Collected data
*-*-*
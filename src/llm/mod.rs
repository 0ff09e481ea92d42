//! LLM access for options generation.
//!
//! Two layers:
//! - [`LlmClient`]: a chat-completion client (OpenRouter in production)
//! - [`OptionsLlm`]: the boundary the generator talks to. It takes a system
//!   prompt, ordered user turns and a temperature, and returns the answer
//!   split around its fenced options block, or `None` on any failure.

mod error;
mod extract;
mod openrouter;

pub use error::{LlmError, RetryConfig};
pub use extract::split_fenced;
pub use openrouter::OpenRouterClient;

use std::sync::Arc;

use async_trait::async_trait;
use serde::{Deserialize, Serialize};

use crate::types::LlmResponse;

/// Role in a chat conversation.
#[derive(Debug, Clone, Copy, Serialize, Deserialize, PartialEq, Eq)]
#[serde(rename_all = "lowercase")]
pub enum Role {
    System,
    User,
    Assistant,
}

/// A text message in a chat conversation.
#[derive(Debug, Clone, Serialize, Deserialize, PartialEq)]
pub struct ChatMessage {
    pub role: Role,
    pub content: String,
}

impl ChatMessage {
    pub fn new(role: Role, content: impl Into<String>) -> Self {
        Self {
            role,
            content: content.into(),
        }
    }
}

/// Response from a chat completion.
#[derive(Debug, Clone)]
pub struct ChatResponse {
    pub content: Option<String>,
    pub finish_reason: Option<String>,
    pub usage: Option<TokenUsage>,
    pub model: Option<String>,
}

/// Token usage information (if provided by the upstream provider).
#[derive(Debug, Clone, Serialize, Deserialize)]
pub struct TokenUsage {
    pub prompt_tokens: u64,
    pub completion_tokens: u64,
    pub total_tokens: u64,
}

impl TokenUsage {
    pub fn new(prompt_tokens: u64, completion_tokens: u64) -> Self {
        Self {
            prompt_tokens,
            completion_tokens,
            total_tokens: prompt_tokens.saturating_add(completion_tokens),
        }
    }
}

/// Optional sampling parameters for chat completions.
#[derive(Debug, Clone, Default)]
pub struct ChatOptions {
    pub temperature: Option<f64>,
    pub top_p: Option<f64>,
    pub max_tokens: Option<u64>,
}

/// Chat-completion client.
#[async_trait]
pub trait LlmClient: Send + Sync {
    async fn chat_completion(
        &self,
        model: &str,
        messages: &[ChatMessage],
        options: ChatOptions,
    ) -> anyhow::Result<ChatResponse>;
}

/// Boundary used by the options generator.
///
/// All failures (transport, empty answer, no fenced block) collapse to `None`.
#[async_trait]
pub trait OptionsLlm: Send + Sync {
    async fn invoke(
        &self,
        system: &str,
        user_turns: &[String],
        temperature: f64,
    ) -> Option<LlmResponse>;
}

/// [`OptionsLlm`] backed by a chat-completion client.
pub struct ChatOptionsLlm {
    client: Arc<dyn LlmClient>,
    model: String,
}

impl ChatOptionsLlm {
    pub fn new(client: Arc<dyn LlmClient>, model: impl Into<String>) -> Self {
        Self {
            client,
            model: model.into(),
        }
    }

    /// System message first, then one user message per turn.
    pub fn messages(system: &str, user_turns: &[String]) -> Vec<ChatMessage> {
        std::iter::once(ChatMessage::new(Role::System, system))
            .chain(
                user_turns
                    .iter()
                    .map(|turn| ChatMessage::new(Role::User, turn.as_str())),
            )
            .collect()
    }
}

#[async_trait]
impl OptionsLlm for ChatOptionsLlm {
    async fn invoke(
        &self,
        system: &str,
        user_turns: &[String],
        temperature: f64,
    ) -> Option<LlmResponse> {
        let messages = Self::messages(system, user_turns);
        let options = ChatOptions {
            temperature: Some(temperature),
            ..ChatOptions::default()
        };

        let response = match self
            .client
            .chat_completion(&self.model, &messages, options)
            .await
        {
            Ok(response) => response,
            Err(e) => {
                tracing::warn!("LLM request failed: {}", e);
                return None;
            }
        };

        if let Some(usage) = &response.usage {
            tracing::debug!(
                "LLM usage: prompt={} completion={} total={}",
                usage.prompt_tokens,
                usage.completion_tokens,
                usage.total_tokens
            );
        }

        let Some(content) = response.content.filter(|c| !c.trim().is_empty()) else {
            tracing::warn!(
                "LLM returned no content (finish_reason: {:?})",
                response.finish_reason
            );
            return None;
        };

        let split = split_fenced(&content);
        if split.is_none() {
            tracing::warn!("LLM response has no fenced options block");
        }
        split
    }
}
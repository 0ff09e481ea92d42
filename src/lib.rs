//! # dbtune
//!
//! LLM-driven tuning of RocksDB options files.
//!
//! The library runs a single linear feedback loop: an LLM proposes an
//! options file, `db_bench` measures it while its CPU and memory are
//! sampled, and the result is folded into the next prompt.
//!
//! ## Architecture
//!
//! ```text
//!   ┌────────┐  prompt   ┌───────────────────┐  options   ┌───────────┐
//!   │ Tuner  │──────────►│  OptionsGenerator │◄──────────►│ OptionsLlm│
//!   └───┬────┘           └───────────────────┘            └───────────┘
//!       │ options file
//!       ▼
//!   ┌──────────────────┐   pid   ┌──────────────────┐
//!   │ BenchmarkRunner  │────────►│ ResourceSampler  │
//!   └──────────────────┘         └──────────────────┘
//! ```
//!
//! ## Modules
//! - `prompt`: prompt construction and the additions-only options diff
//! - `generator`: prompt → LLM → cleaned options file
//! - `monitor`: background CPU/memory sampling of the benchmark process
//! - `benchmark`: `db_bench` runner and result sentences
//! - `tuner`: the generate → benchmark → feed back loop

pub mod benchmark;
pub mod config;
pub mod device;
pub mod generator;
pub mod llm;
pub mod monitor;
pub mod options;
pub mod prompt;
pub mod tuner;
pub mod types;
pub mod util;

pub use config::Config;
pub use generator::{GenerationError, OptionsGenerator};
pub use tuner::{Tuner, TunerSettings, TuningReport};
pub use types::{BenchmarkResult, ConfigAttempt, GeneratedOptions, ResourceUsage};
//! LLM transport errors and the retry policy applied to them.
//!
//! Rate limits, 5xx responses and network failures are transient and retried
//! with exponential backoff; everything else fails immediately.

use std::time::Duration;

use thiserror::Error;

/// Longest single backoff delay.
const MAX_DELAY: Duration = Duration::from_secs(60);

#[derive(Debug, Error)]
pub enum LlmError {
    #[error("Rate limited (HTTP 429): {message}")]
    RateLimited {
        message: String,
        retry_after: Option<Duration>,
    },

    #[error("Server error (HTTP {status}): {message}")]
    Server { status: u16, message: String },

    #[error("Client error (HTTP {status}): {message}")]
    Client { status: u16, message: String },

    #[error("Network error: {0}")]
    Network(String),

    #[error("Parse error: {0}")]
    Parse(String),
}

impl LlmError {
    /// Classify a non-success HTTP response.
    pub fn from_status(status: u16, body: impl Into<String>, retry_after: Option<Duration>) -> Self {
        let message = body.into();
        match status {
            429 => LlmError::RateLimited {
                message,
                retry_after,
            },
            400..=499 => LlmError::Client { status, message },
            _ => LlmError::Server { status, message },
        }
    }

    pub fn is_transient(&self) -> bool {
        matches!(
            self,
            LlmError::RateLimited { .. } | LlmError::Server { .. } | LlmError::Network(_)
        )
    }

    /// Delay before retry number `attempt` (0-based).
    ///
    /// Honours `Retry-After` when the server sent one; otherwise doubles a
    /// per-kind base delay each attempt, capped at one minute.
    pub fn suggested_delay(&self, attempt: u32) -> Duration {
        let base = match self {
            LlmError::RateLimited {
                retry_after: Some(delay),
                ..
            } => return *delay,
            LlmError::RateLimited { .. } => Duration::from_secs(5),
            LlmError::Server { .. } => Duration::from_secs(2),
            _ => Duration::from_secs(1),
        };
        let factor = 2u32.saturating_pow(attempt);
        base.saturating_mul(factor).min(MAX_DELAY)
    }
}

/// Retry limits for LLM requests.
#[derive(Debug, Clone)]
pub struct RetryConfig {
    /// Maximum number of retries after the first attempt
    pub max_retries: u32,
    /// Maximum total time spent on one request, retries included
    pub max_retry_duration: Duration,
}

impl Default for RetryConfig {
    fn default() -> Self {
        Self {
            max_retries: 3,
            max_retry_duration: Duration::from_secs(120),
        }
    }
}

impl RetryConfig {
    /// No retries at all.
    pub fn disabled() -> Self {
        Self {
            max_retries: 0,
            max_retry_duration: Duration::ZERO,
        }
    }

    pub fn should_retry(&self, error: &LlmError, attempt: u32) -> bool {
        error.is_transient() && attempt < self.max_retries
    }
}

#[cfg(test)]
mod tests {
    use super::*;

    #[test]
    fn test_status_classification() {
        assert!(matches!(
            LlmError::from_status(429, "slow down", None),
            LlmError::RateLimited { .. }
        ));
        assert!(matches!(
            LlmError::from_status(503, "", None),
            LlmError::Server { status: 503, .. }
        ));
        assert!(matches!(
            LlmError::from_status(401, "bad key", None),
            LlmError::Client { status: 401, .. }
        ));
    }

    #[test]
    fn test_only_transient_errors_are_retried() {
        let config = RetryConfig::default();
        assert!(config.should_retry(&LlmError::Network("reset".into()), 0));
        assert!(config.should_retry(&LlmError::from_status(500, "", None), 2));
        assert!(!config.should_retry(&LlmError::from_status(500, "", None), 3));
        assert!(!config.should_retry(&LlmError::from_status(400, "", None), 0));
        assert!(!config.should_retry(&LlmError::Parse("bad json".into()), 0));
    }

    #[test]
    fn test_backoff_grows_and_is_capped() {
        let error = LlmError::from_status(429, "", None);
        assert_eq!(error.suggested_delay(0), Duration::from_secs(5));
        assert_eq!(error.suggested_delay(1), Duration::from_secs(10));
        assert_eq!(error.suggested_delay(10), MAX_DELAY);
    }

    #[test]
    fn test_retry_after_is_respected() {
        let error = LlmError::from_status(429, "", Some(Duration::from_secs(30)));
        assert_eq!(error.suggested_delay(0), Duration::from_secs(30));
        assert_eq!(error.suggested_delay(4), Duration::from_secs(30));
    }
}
*-*-*
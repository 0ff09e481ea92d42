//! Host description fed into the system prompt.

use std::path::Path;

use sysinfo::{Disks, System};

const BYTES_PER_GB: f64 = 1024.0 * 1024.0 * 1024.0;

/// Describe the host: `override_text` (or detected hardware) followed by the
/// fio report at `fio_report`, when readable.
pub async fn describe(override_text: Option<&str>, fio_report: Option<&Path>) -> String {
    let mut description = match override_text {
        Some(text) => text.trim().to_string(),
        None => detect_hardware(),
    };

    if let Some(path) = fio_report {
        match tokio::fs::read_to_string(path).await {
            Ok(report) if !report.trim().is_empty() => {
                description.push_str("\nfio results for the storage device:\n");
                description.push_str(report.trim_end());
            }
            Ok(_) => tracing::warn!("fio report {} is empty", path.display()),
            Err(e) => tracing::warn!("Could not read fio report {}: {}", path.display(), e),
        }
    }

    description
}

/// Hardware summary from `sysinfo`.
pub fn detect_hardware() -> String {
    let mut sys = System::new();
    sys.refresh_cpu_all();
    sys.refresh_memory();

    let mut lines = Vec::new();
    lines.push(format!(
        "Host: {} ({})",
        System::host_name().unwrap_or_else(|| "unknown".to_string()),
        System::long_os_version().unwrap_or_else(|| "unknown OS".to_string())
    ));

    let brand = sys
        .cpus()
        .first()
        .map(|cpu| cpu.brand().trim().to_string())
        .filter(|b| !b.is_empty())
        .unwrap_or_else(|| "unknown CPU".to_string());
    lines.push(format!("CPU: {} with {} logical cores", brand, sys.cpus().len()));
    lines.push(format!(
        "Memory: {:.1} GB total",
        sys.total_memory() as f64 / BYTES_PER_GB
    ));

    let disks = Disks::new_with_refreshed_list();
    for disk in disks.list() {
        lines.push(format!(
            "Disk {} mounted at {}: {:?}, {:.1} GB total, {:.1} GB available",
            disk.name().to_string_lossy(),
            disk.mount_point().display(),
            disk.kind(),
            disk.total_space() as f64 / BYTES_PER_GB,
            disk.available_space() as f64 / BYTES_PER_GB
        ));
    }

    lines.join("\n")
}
*-*-*
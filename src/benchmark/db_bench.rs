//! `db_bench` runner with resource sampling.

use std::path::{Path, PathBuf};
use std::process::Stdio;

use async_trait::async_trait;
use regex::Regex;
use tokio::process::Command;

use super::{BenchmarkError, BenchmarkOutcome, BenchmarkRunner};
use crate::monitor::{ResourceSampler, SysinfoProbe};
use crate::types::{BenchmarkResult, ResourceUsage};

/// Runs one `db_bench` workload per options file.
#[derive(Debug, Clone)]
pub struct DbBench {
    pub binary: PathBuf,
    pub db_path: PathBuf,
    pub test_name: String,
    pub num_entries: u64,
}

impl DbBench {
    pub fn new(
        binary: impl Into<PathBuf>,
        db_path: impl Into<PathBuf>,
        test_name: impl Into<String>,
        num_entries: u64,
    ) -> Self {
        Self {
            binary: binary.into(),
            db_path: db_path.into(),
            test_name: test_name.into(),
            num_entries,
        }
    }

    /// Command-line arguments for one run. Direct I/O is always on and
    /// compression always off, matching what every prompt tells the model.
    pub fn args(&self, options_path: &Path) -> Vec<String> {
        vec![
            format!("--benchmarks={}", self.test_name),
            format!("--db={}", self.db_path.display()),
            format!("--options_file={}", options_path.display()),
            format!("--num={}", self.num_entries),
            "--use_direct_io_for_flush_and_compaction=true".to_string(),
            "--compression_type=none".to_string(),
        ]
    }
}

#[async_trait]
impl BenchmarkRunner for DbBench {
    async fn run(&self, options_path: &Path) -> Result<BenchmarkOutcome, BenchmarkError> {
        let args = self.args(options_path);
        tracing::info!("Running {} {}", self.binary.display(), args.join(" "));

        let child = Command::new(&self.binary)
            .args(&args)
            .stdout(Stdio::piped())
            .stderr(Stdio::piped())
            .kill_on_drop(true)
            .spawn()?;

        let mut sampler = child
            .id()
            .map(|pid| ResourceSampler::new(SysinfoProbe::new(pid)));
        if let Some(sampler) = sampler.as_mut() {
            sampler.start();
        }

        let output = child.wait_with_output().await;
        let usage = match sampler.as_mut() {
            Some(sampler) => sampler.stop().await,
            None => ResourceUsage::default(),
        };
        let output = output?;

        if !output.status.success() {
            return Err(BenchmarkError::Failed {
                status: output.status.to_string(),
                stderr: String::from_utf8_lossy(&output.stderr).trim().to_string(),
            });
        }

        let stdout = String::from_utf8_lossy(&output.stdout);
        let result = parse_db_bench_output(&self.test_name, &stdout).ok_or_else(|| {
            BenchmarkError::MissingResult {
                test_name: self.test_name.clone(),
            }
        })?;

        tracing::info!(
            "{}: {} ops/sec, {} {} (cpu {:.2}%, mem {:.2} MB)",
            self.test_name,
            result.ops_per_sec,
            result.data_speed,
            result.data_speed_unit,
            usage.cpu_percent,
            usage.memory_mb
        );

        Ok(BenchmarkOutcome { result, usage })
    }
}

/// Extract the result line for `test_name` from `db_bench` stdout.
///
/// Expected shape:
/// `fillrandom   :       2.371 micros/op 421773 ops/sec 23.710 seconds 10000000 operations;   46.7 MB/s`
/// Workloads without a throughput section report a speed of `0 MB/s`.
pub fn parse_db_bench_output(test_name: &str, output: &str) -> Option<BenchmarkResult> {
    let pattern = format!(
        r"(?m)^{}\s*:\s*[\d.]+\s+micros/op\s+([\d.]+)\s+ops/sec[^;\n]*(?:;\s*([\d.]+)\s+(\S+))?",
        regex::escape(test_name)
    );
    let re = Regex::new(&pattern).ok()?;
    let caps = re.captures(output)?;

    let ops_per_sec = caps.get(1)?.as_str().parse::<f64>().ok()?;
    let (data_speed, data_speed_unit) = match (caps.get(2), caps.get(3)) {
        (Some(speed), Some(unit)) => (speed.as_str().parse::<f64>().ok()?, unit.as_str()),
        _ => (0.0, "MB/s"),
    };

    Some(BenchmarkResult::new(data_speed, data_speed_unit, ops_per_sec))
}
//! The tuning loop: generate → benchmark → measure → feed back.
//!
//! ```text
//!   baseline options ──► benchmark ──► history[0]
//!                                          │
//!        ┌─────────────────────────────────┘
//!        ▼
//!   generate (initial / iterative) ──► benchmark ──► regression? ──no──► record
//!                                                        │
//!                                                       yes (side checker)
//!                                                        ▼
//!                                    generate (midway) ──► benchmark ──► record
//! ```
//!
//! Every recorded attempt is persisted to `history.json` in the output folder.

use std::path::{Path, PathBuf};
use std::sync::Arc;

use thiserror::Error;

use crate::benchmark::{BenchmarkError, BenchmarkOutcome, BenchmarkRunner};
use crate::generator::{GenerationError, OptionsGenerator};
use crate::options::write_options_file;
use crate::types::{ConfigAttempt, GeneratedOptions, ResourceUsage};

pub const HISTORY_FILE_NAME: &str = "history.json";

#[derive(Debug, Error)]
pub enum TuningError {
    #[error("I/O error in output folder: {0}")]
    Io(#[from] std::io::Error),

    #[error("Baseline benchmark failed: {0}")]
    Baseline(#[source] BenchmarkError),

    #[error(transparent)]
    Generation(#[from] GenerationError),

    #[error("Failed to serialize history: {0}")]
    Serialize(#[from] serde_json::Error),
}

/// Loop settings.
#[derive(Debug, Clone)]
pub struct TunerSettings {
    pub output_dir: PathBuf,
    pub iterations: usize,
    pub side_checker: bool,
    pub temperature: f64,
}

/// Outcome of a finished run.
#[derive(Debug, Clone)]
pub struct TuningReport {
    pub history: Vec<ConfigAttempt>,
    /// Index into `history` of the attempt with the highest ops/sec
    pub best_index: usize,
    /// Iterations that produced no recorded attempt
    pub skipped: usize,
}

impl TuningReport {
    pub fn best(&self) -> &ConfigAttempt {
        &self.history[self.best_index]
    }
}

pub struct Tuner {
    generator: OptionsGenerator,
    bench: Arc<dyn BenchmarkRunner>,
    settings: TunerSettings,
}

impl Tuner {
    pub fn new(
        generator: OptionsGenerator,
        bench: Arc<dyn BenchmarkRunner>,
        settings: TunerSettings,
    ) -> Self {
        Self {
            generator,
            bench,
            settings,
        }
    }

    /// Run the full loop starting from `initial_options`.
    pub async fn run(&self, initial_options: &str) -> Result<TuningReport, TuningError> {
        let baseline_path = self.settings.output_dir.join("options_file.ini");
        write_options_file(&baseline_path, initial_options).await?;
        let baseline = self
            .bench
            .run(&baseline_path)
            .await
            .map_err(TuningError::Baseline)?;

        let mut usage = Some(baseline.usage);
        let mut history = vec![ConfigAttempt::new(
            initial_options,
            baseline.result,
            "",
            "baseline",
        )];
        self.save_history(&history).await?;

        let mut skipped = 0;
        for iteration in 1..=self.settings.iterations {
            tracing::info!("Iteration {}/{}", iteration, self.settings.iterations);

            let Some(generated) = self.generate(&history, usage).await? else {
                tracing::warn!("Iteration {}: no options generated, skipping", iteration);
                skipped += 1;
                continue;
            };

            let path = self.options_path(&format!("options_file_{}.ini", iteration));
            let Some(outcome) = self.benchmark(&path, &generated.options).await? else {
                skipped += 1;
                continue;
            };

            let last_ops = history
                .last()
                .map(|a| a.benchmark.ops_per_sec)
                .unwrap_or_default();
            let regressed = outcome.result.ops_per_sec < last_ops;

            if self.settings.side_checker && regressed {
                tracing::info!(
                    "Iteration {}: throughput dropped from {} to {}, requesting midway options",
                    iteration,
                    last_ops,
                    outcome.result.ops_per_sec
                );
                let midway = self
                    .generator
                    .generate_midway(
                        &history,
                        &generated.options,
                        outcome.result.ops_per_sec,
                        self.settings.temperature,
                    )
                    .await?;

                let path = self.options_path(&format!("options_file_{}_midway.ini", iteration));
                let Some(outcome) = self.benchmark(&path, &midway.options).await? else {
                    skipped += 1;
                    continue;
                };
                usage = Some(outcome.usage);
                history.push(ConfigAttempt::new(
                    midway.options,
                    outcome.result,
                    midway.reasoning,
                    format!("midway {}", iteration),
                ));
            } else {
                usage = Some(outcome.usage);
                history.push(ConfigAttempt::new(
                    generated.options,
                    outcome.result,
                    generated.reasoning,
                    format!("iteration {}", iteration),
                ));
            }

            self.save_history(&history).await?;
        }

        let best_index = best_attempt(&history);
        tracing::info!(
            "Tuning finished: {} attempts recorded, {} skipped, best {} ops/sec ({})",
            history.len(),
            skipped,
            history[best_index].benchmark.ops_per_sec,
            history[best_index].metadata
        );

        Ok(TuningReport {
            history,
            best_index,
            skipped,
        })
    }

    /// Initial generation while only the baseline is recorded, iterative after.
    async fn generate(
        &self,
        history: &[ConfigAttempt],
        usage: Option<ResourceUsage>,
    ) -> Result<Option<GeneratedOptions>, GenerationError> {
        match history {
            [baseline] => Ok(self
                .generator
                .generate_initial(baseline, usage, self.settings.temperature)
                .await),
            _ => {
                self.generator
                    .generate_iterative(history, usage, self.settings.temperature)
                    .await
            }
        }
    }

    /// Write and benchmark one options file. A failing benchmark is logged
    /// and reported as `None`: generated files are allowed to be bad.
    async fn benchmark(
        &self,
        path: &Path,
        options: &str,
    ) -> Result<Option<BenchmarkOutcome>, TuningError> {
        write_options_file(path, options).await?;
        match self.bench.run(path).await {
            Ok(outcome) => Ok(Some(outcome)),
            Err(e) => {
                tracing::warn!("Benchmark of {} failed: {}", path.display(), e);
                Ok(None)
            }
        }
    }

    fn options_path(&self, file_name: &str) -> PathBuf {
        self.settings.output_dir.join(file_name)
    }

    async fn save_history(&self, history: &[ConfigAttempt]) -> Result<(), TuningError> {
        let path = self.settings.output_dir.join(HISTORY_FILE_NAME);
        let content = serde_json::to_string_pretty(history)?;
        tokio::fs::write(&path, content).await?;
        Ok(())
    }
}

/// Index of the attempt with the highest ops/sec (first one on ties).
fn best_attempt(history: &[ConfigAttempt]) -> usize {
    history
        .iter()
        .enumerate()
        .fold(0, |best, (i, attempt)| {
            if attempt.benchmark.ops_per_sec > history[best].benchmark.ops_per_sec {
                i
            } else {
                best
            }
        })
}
*-*-*
■ **Work order**
Pull out all lines from the entries above that include the word "while".

■ **Output below**
//! options file, `db_bench` measures it while its CPU and memory are
    /// Initial generation while only the baseline is recorded, iterative after.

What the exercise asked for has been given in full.